__PROBLEM TO WORK ON__: For the records below, print the lines from the line with "the payload itself." through the line with "in the store." exactly as written; include both end lines and exclude the rest.
** Opening DATA FOR THIS EXERCISE block **
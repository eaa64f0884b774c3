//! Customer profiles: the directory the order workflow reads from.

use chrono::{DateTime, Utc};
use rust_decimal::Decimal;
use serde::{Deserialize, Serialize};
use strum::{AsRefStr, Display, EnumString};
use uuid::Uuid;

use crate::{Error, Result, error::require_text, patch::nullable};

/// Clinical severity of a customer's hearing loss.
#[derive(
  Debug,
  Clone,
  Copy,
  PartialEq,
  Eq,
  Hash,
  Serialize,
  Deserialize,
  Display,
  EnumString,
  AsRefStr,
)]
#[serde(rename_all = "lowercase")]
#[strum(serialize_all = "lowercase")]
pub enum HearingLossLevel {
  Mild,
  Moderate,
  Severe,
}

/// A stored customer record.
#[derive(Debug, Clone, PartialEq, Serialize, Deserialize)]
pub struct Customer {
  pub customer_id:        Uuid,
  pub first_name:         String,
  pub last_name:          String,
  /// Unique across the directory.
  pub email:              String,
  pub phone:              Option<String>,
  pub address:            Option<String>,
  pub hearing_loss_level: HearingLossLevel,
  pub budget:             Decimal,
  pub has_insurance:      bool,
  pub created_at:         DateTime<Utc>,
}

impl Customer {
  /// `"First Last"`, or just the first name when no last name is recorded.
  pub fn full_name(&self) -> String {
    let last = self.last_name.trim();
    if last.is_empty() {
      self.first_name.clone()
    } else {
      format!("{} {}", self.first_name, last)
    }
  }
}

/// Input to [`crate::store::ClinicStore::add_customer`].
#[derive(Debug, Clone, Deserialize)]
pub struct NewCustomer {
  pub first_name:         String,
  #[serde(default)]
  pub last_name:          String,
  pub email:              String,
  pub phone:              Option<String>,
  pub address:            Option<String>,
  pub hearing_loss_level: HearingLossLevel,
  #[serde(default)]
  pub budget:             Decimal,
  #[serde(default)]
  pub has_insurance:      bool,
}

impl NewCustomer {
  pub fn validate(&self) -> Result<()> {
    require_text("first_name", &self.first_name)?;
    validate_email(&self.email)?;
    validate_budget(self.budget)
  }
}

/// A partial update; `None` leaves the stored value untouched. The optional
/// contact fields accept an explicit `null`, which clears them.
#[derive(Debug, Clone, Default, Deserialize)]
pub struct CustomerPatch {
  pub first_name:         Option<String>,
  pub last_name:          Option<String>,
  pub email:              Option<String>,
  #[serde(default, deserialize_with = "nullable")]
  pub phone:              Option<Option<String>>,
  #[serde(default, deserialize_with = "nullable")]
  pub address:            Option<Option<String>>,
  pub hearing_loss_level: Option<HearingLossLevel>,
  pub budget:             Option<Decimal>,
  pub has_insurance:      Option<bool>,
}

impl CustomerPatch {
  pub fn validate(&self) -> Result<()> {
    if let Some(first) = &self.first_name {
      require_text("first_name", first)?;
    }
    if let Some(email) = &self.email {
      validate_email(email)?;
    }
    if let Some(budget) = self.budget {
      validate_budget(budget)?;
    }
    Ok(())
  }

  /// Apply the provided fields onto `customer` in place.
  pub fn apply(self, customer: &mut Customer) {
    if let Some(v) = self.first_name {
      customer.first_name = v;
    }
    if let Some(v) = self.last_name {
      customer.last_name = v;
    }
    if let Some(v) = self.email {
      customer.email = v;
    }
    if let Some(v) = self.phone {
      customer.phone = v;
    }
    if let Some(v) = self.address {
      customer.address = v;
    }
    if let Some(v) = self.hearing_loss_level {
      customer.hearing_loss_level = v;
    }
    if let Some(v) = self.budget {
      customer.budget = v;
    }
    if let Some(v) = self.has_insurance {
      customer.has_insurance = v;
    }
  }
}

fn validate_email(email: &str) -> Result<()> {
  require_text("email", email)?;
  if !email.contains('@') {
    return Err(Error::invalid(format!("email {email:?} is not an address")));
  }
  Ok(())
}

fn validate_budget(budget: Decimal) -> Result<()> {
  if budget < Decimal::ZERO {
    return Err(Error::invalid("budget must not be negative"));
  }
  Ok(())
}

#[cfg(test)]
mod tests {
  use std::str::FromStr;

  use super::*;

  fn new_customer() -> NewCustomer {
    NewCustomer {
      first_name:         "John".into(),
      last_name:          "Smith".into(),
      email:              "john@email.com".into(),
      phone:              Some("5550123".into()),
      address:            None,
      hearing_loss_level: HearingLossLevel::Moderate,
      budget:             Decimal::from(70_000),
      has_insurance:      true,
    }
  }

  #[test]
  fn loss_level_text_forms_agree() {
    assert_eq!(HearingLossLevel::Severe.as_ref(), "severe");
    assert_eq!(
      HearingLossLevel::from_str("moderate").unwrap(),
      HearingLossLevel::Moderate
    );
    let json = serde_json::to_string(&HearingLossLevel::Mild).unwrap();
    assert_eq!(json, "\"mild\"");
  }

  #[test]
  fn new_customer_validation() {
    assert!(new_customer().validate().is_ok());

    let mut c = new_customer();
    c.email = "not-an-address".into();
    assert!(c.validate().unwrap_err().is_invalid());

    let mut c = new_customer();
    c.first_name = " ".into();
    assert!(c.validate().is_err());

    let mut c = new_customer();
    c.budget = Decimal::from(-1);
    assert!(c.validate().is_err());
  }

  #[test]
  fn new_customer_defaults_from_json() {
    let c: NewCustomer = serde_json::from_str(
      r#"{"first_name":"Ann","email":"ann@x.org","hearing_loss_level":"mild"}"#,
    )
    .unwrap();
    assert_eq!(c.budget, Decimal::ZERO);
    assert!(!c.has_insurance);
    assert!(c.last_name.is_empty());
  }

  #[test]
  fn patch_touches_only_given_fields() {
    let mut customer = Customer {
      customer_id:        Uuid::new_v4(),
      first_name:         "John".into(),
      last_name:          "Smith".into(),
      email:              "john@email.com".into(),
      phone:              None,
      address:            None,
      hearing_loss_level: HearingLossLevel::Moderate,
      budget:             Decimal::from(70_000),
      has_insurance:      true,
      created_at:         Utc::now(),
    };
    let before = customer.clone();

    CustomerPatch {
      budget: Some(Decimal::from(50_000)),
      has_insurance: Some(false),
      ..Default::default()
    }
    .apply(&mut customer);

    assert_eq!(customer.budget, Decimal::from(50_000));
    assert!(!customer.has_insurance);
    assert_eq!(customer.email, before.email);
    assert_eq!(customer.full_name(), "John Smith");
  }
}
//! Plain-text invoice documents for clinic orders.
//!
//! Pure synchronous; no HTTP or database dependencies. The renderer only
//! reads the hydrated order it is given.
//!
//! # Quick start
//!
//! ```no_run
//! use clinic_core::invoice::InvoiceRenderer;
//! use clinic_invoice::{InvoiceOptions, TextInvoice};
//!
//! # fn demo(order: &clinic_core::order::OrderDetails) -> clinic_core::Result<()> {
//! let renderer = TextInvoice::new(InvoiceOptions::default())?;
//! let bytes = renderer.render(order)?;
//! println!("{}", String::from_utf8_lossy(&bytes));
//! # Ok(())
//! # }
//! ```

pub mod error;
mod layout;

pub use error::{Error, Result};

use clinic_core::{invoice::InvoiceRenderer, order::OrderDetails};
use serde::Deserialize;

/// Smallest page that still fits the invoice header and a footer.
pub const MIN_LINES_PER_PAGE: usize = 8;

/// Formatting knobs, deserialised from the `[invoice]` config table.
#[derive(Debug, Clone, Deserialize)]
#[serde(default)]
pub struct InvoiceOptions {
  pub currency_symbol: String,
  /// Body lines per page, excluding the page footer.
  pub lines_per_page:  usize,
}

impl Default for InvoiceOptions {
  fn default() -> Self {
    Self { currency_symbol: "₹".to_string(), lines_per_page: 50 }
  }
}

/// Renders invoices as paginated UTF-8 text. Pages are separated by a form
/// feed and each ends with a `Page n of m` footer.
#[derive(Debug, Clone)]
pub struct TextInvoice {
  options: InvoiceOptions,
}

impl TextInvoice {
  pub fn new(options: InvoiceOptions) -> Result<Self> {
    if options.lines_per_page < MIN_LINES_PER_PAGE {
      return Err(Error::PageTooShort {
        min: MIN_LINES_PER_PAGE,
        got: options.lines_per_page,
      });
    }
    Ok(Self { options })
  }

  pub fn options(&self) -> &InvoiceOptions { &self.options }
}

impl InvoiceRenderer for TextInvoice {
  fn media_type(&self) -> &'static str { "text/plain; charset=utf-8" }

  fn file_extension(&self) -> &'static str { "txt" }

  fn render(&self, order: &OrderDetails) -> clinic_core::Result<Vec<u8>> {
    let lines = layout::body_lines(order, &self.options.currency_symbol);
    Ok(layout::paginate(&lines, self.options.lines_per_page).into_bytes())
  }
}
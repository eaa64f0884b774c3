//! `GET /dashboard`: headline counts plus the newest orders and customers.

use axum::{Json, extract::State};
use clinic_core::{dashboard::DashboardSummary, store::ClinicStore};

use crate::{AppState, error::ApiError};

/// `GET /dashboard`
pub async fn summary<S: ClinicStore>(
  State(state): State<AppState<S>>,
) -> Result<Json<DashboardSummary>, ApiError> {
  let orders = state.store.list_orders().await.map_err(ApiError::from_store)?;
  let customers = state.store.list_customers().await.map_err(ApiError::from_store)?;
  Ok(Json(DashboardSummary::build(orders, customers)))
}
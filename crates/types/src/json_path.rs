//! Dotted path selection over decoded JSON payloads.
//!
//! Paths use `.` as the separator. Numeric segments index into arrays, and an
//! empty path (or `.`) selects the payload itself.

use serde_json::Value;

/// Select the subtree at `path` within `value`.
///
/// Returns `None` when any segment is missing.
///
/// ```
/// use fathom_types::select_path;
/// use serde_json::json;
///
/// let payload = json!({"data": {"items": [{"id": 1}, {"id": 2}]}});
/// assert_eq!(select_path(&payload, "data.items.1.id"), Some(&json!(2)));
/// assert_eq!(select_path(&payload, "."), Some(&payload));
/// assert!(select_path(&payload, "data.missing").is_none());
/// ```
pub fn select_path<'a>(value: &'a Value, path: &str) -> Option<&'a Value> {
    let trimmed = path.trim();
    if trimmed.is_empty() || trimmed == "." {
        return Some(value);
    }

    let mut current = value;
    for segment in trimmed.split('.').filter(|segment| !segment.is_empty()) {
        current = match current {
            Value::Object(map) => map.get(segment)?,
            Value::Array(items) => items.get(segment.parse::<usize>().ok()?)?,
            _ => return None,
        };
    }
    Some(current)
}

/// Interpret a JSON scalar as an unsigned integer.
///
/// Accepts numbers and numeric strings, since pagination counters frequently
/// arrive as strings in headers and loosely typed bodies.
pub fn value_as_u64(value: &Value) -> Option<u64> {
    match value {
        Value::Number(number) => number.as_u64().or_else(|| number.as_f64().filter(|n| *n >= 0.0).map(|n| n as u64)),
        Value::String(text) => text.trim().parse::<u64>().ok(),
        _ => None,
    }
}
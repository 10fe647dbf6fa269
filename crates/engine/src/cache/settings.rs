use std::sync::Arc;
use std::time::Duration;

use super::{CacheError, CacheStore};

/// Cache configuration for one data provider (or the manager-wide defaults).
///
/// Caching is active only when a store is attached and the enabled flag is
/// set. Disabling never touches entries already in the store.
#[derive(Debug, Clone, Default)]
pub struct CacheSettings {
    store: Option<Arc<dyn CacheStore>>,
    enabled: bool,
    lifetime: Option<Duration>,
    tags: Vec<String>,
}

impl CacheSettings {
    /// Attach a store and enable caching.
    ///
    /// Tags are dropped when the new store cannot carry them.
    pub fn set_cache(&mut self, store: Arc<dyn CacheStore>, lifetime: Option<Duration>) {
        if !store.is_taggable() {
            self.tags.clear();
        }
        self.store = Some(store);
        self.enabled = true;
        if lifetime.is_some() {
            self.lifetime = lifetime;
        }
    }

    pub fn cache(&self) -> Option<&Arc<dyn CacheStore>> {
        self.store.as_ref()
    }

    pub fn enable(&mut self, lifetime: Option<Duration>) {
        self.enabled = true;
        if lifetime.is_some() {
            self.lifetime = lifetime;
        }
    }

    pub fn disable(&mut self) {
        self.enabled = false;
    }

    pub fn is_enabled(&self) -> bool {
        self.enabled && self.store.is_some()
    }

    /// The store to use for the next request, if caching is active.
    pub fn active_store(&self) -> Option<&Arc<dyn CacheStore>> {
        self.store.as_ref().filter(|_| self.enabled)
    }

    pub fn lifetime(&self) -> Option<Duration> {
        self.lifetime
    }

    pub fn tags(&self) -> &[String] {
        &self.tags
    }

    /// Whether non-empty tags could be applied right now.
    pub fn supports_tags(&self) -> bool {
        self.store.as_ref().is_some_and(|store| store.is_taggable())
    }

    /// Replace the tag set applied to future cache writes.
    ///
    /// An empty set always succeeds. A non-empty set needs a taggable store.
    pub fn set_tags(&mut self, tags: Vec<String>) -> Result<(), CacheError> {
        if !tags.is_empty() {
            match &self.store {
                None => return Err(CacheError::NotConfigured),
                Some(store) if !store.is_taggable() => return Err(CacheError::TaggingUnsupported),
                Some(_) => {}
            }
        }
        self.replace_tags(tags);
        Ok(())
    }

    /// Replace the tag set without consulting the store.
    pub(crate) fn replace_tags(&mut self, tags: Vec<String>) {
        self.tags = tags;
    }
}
** Closing DATA FOR THIS EXERCISE block **
__RESULT BELOW__:
//! empty path (or `.`) selects the payload itself.

use serde_json::Value;

/// Select the subtree at `path` within `value`.
///
/// Returns `None` when any segment is missing.
///
/// ```
/// use fathom_types::select_path;
/// use serde_json::json;
///
/// let payload = json!({"data": {"items": [{"id": 1}, {"id": 2}]}});
/// assert_eq!(select_path(&payload, "data.items.1.id"), Some(&json!(2)));
/// assert_eq!(select_path(&payload, "."), Some(&payload));
/// assert!(select_path(&payload, "data.missing").is_none());
/// ```
pub fn select_path<'a>(value: &'a Value, path: &str) -> Option<&'a Value> {
    let trimmed = path.trim();
    if trimmed.is_empty() || trimmed == "." {
        return Some(value);
    }

    let mut current = value;
    for segment in trimmed.split('.').filter(|segment| !segment.is_empty()) {
        current = match current {
            Value::Object(map) => map.get(segment)?,
            Value::Array(items) => items.get(segment.parse::<usize>().ok()?)?,
            _ => return None,
        };
    }
    Some(current)
}

/// Interpret a JSON scalar as an unsigned integer.
///
/// Accepts numbers and numeric strings, since pagination counters frequently
/// arrive as strings in headers and loosely typed bodies.
pub fn value_as_u64(value: &Value) -> Option<u64> {
    match value {
        Value::Number(number) => number.as_u64().or_else(|| number.as_f64().filter(|n| *n >= 0.0).map(|n| n as u64)),
        Value::String(text) => text.trim().parse::<u64>().ok(),
        _ => None,
    }
}
repository 10fe647dbf6fa269
filename crates/engine/src/cache/settings.rs
use std::sync::Arc;
use std::time::Duration;

use super::{CacheError, CacheStore};

/// Cache configuration for one data provider (or the manager-wide defaults).
///
/// Caching is active only when a store is attached and the enabled flag is
/// set. Disabling never touches entries already in the store.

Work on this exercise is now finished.